当温度降低产生冷应激时，会导致精子顶体和质膜破损以及出现解体的现象，而精子质膜以及顶体的完整性对精子的代谢、受精等活动都有十分重要的意义[17]。SL在低温保存过程中具有保护磷脂完整性的能力。本研究发现，0.1% SL组在保存1 d时精子质膜完整率和顶体完整率分别在82.81%和87.94%，优于6 d保存的质膜完整率(61.13%)和顶体完整率(69.04%)。宋望成[18]报道，1.0% SL保存24 h精子的质膜完整率和顶体完整率分别为46.8%和47.6%，而保存144 h又分别降低到23.4%和27.6%，这与本研究的精子质膜完整率和顶体完整率的下降速度一致。另外，本试验0.1% SL对精子质膜和顶体的保护效果最好。
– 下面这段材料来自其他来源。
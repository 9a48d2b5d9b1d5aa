use serde_json::Value;
use serde_json::json;

/// The operator channel's vocabulary, disjoint from the game bus.
#[derive(Debug, Clone)]
pub enum OperatorEvent {
    Connected,
    NewOrder(Value),
    OrderUpdated(Value),
    TestEvent(Value),
    Ping,
    Error(String),
}

impl OperatorEvent {
    pub fn kind(&self) -> &'static str {
        match self {
            OperatorEvent::Connected => "connected",
            OperatorEvent::NewOrder(_) => "new-order",
            OperatorEvent::OrderUpdated(_) => "order-updated",
            OperatorEvent::TestEvent(_) => "test-event",
            OperatorEvent::Ping => "ping",
            OperatorEvent::Error(_) => "error",
        }
    }

    pub fn is_terminal(&self) -> bool {
        matches!(self, OperatorEvent::Error(_))
    }

    fn data(&self) -> Value {
        match self {
            OperatorEvent::Connected | OperatorEvent::Ping => json!({}),
            OperatorEvent::NewOrder(summary)
            | OperatorEvent::OrderUpdated(summary)
            | OperatorEvent::TestEvent(summary) => summary.clone(),
            OperatorEvent::Error(error) => json!({ "error": error }),
        }
    }

    pub fn envelope(&self) -> String {
        json!({
            "type": self.kind(),
            "data": self.data(),
            "timestamp": crate::now_ms(),
        })
        .to_string()
    }
}
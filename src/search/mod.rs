mod cache;
mod decision;
mod fingerprint;
mod minimax;
mod opening;
mod opponent;
mod patterns;

pub use cache::*;
pub use decision::*;
pub use fingerprint::*;
pub use minimax::*;
pub use opening::*;
pub use opponent::*;
pub use patterns::*;
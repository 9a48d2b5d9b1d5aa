use super::Player;
use super::PlayerKind;
use super::Status;
use crate::board::Board;
use crate::board::Move;
use crate::board::Position;
use crate::board::Symbol;
use crate::board::Violation;
use crate::board::check_win;
use serde::Serialize;

/// One playthrough: board, history, seats, outcome. Owned by exactly
/// one Room; a reset replaces the whole value.
#[derive(Debug, Clone)]
pub struct Game {
    pub id: String,
    pub board: Board,
    pub turn: Symbol,
    pub status: Status,
    pub winner: Option<Symbol>,
    pub line: Option<[Position; crate::WIN]>,
    pub moves: Vec<Move>,
    pub players: Vec<Player>,
    pub created: u64,
    pub activity: u64,
}

impl Game {
    pub fn new(players: Vec<Player>) -> Self {
        let now = crate::now_ms();
        Self {
            id: super::game_id(),
            board: Board::default(),
            turn: Symbol::X,
            status: Status::Waiting,
            winner: None,
            line: None,
            moves: Vec::new(),
            players,
            created: now,
            activity: now,
        }
    }

    /// Room readiness: waiting -> playing. Terminal states stay put.
    pub fn begin(&mut self) {
        if self.status == Status::Waiting {
            self.status = Status::Playing;
        }
    }

    pub fn abandon(&mut self) {
        if !self.status.is_terminal() {
            self.status = Status::Abandoned;
        }
    }

    /// Validate, apply, and settle one placement. On a winning move the
    /// status flips to Won with the five-stone line recorded; a full
    /// board without a winner is a draw; otherwise the turn passes.
    pub fn try_move(&mut self, row: i32, col: i32, symbol: Symbol) -> Result<Move, Violation> {
        let position = self.board.validate(
            row,
            col,
            symbol,
            self.turn,
            self.status.is_active(),
        )?;
        let mv = Move::new(position, symbol, self.moves.len() as u32 + 1);
        self.board = self.board.apply(&mv);
        self.moves.push(mv);
        self.activity = crate::now_ms();
        if let Some(line) = check_win(&self.board, position, symbol) {
            self.status = Status::Won;
            self.winner = Some(symbol);
            self.line = Some(line);
        } else if self.board.is_full() {
            self.status = Status::Drawn;
        } else {
            self.turn = self.turn.opponent();
        }
        Ok(mv)
    }

    pub fn player(&self, id: &str) -> Option<&Player> {
        self.players.iter().find(|p| p.id == id)
    }

    pub fn player_mut(&mut self, id: &str) -> Option<&mut Player> {
        self.players.iter_mut().find(|p| p.id == id)
    }

    pub fn by_symbol(&self, symbol: Symbol) -> Option<&Player> {
        self.players.iter().find(|p| p.symbol == symbol)
    }

    pub fn human(&self) -> Option<&Player> {
        self.players.iter().find(|p| p.kind == PlayerKind::Human)
    }

    pub fn is_ai_turn(&self) -> bool {
        self.status.is_active()
            && self
                .by_symbol(self.turn)
                .is_some_and(|p| p.kind == PlayerKind::Ai)
    }

    pub fn connected_humans(&self) -> usize {
        self.players
            .iter()
            .filter(|p| p.kind == PlayerKind::Human && p.connected)
            .count()
    }

    pub fn snapshot(&self) -> Snapshot {
        Snapshot {
            game_id: self.id.clone(),
            board: self.board,
            current_player: self.turn,
            status: self.status,
            winner: self.winner,
            winning_line: self.line,
            moves: self.moves.clone(),
            players: self.players.clone(),
            created_at: self.created,
            last_activity: self.activity,
        }
    }
}

/// Wire view of a game, the payload of state reads and resync events.
#[derive(Debug, Clone, Serialize)]
#[serde(rename_all = "camelCase")]
pub struct Snapshot {
    pub game_id: String,
    pub board: Board,
    pub current_player: Symbol,
    pub status: Status,
    pub winner: Option<Symbol>,
    pub winning_line: Option<[Position; crate::WIN]>,
    pub moves: Vec<Move>,
    pub players: Vec<Player>,
    pub created_at: u64,
    pub last_activity: u64,
}

#[cfg(test)]
mod tests {
    use super::*;

    fn vs_ai_game() -> Game {
        let mut game = Game::new(vec![Player::human(Symbol::X), Player::ai(Symbol::O)]);
        game.begin();
        game
    }

    #[test]
    fn moves_are_dense_from_one_and_alternate_turns() {
        let mut game = vs_ai_game();
        let first = game.try_move(7, 7, Symbol::X).expect("legal");
        assert_eq!(first.number, 1);
        assert_eq!(game.turn, Symbol::O);
        let second = game.try_move(8, 8, Symbol::O).expect("legal");
        assert_eq!(second.number, 2);
        assert_eq!(game.turn, Symbol::X);
    }

    #[test]
    fn replaying_a_move_is_rejected() {
        let mut game = vs_ai_game();
        game.try_move(7, 7, Symbol::X).expect("legal");
        assert_eq!(game.try_move(7, 7, Symbol::O), Err(Violation::Occupied));
    }

    #[test]
    fn turn_order_is_enforced() {
        let mut game = vs_ai_game();
        assert_eq!(game.try_move(7, 7, Symbol::O), Err(Violation::NotYourTurn));
    }

    #[test]
    fn waiting_games_refuse_moves() {
        let mut game = Game::new(vec![Player::human(Symbol::X), Player::ai(Symbol::O)]);
        assert_eq!(game.try_move(7, 7, Symbol::X), Err(Violation::NotActive));
    }

    #[test]
    fn winning_move_settles_the_game() {
        let mut game = vs_ai_game();
        for i in 0..4 {
            game.try_move(7, (3 + i) as i32, Symbol::X).expect("legal");
            game.try_move(10, (3 + i) as i32, Symbol::O).expect("legal");
        }
        game.try_move(7, 7, Symbol::X).expect("winning move");
        assert_eq!(game.status, Status::Won);
        assert_eq!(game.winner, Some(Symbol::X));
        let line = game.line.expect("winning line");
        assert!(line.contains(&Position::new(7, 7)));
        // terminal is a sink
        assert_eq!(game.try_move(0, 0, Symbol::O), Err(Violation::NotActive));
    }

    #[test]
    fn playing_implies_no_winner() {
        let mut game = vs_ai_game();
        game.try_move(7, 7, Symbol::X).expect("legal");
        assert!(game.status.is_active());
        assert!(game.winner.is_none());
    }

    #[test]
    fn full_board_without_winner_is_a_draw() {
        // a tiling with no five anywhere: period-four column stripes,
        // phase-shifted by two every other row
        let tiled = |r: usize, c: usize| {
            if (c + 2 * (r % 2)) % 4 < 2 {
                Symbol::X
            } else {
                Symbol::O
            }
        };
        let mut xs = Vec::new();
        let mut os = Vec::new();
        for r in 0..crate::SIZE {
            for c in 0..crate::SIZE {
                match tiled(r, c) {
                    Symbol::X => xs.push((r, c)),
                    _ => os.push((r, c)),
                }
            }
        }
        let mut game = vs_ai_game();
        let mut xs = xs.into_iter();
        let mut os = os.into_iter();
        loop {
            match game.turn {
                Symbol::X => match xs.next() {
                    Some((r, c)) => {
                        game.try_move(r as i32, c as i32, Symbol::X).expect("legal x");
                    }
                    None => break,
                },
                _ => match os.next() {
                    Some((r, c)) => {
                        game.try_move(r as i32, c as i32, Symbol::O).expect("legal o");
                    }
                    None => break,
                },
            }
            if game.status.is_terminal() {
                break;
            }
        }
        assert_eq!(game.status, Status::Drawn);
        assert!(game.winner.is_none());
        assert!(game.board.is_full());
    }

    #[test]
    fn vs_ai_seats_are_one_human_one_ai_with_distinct_symbols() {
        let game = vs_ai_game();
        assert_eq!(game.players.len(), 2);
        let human = game.human().expect("human seat");
        let ai = game
            .players
            .iter()
            .find(|p| p.kind == PlayerKind::Ai)
            .expect("ai seat");
        assert_ne!(human.symbol, ai.symbol);
    }
}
刘文江等[19]研究显示，山羊精液稀释液添加1 g/L SL，精子质膜完整性显著提高，精液的保存时间也显著延长，但精子顶体完整率未发生显著变化，这与本研究结果不一致，这可能是由于SL对精子顶体保护作用因研究对象而异。

4 结论

本研究发现，在湖羊精液稀释液中添加SL能够提高低温保存后的精子活率、活力、曲线速率、直线速率、路径速率、质膜完整率和顶体完整率，其中添加0.1% SL的作用效果最佳。